Yargıtay Kararı 17. Hukuk Dairesi 2013/17431 E. 2014/3514 K. 13.03.2014 T.

YARGITAY KARARI
DAİRE : 17. Hukuk Dairesi
ESAS NO : 2013/17431
KARAR NO : 2014/3514
KARAR TARİHİ : 13.03.2014

MAHKEMESİ : Denizli 1. Sulh Hukuk Mahkemesi
TARİHİ : 24/11/2011
NUMARASI : 2009/363-2011/1448

Taraflar arasındaki itirazın iptali davasının yapılan yargılaması sonunda; kararda yazılı nedenlerden dolayı davanın reddine dair verilen hükmün süresi içinde davacı vekili tarafından temyiz edilmesi üzerine dosya incelendi, gereği düşünüldü:
-K A R A R-

Davacı sigorta şirketi vekili, davalının işleteni olduğu ve müvekkili sigorta şirketi tarafından Zorunlu Mali Sorumluluk Sigorta Poliçesi ile sigortalanan aracın, 11.03.2006 tarihinde dava dışı sürücü S. Ö. tarafından alkollü olarak kullanılması sırasında park halindeki iki araca çarparak araçların hasarına sebebiyet verdiğini, müvekkili sigorta şirketi tarafından zarar gören araç sahiplerine toplam 4.622,00 TL tazminat ödendiğini, ödenen bu tazminatın rucuan tahsili amacıyla davalı aleyhine başlatılan icra takibine itiraz edilmesi üzerine icra takibin durduğunu belirterek icra takibine itirazın iptaline, takibin devamına karar verilmesini istemiştir.
Davalı vekili ise, müvekkilinin işleteni olduğu aracın kaza sırasındaki sürücüsünün, S.Ö. olmadığını, adı geçen kişinin alkollü olduğunu ancak, aracı kullanmayıp aracın içinde yolcu olarak bulunduğunu, S. Ö. tarafından alkollü olarak araç kullandığı iddiasıyla ehliyetinin geri alınması işleminin iptali için İdare Mahkemesinde dava açıldığını ve işlemin iptaline karar verildiğini belirterek davanın reddine karar verilmesi gerektiğini savunmuştur.
Mahkemece, “kesinleşen İdare Mahkemesi kararına göre, aracın, alkollü olduğu tespit edilen S. Ö. tarafından kullanıldığı sabit olmadığından bu kişi hakkında alkolü araç kullanmaktan dolayı ehliyetinin geri alınmasına ilişkin idari işlemin iptaline karar verildiği, böylece davalının işleteni olduğu aracın alkollü olarak kullanıldığının sübuta ermediği” gerekçesi ile davanın reddine karar verilmiştir.
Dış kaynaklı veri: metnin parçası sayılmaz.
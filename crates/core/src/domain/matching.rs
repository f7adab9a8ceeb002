use rust_decimal::Decimal;
use serde::{Deserialize, Serialize};

use crate::domain::product::Product;

#[derive(Clone, Copy, Debug, PartialEq, Eq, Serialize, Deserialize)]
#[serde(rename_all = "snake_case")]
pub enum VerdictKind {
    Exact,
    Partial,
    Miss,
}

#[derive(Clone, Debug, PartialEq, Eq, Serialize, Deserialize)]
pub struct CriterionVerdict {
    pub attribute: String,
    pub verdict: VerdictKind,
}

#[derive(Clone, Debug, PartialEq, Serialize, Deserialize)]
pub struct MatchResult {
    pub product: Product,
    pub match_pct: Decimal,
    pub verdicts: Vec<CriterionVerdict>,
}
Karar, davacı vekili tarafından temyiz edilmiştir.
Dava, ZMSS sözleşmesine dayanılarak, sigortalı aracın sürücüsünün alkollü olması sebebiyle zararın, münhasıran alkolün etkisi altında meydana geldiği ve teminat kapsamında olmadığı iddiasıyla, olayda zarar gören 3.kişiye ödenen hasar bedelinin sigortalıdan (akitten) tahsili için başlatılan icra takibine yapılan itirazın iptali istemine ilişkindir.
Zorunlu Mali Sorumluluk Sorumluluk Genel Şartlarının B.4.d maddesinde; tazminatı gerektirin olay işletenin veya eylemlerinden sorumlu olduğu kişilerin veya motorlu aracın hatır için karşılıksız olarak kendilerine verilen kişilerin uyuşturucu veya keyif verici maddeler almış olarak aracı sevk ve idare etmeleri esnasında meydana gelmiş veya olay yukarıda sayılan kişilerin alkollü içki almış olmaları nedeniyle aracı güvenli sürme yeteneklerini kaybetmiş bulunmalarından ileri geliyorsa sigortacının sigorta ettirene rücu hakkı olduğu açıklanmıştır.
Zorunlu Mali Sorumluluk Sorumluluk Genel Şartlarının B.4.d maddesine dayanılarak açılan bu davada; davacı vekili, sigortalı aracın, olay günü 1,16 promil alkollü olduğu belirlenen S. Ö.tarafından kullanıldığını, aldığı alkolün etkisi ile de kazaya neden olduğunu ileri sürmüş ve delil olarak trafik kazası tespit tutanağına dayanmıştır.
Davalı vekili ise, aracın sürücüsünün S. Ö. olmadığını savunmuş ve delil olarak adı geçen şahıs hakkında alkollü olarak araç kullanması nedeniyle verilen ehliyetinin geri alınması işleminin iptali için açılan ve sonuçlanan İdare Mahkemesi dava dosyasına dayanmıştır.
Mahkemece, davalı vekilinin savunmasında belirttiği İdare Mahkemesine ait dava dosyası getirtilerek incelenmiş ve yapılan yargılama sonucunda, “kesinleşen İdare Mahkemesi kararına göre, aracın, alkollü olduğu tespit edilen S. Ö. tarafından kullanıldığı sabit olmadığından bu kişi hakkında alkollü araç kullanmaktan dolayı ehliyetinin geri alınmasına ilişkin idari işlemin iptaline karar verildiği, böylece davalının işleteni olduğu aracın alkollü olarak kullanıldığının sübuta ermediği” gerekçesi ile davanın reddine karar verilmiştir.
Karar, davacı vekili tarafından temyiz edilmiştir.
Taraflar arasındaki uyuşmazlık; sigortalı aracın sürücüsünün alkollü olduğu belirlenen S.Ö. olup olmadığı ve kazanın münhasıran alkolün etkisiyle meydana gelip gelmediği, S.Ö. hakkında olay günü alkollü olarak araç kullanması nedeniyle verilen ehliyetinin geri alınmasına ilişkin idari işlemin iptali için açılan davanın sonucunda İdare Mahkemesince verilen kararda araç sürücüsünün kim olduğu konusunda kesin bir belirleme yapılıp yapılmadığı, bu kararın gerekçesinin ve gerekçesine dayanak teşkil eden delillerin de eldeki bu davada sigortalı aracın sürücüsünün alkollü olduğu belirlenen S.Ö. olduğu yönünde ileri sürülen iddianın aksinin ispatı için yeterli nitelikte görülüp görülemeyeceği noktalarında toplanmaktadır.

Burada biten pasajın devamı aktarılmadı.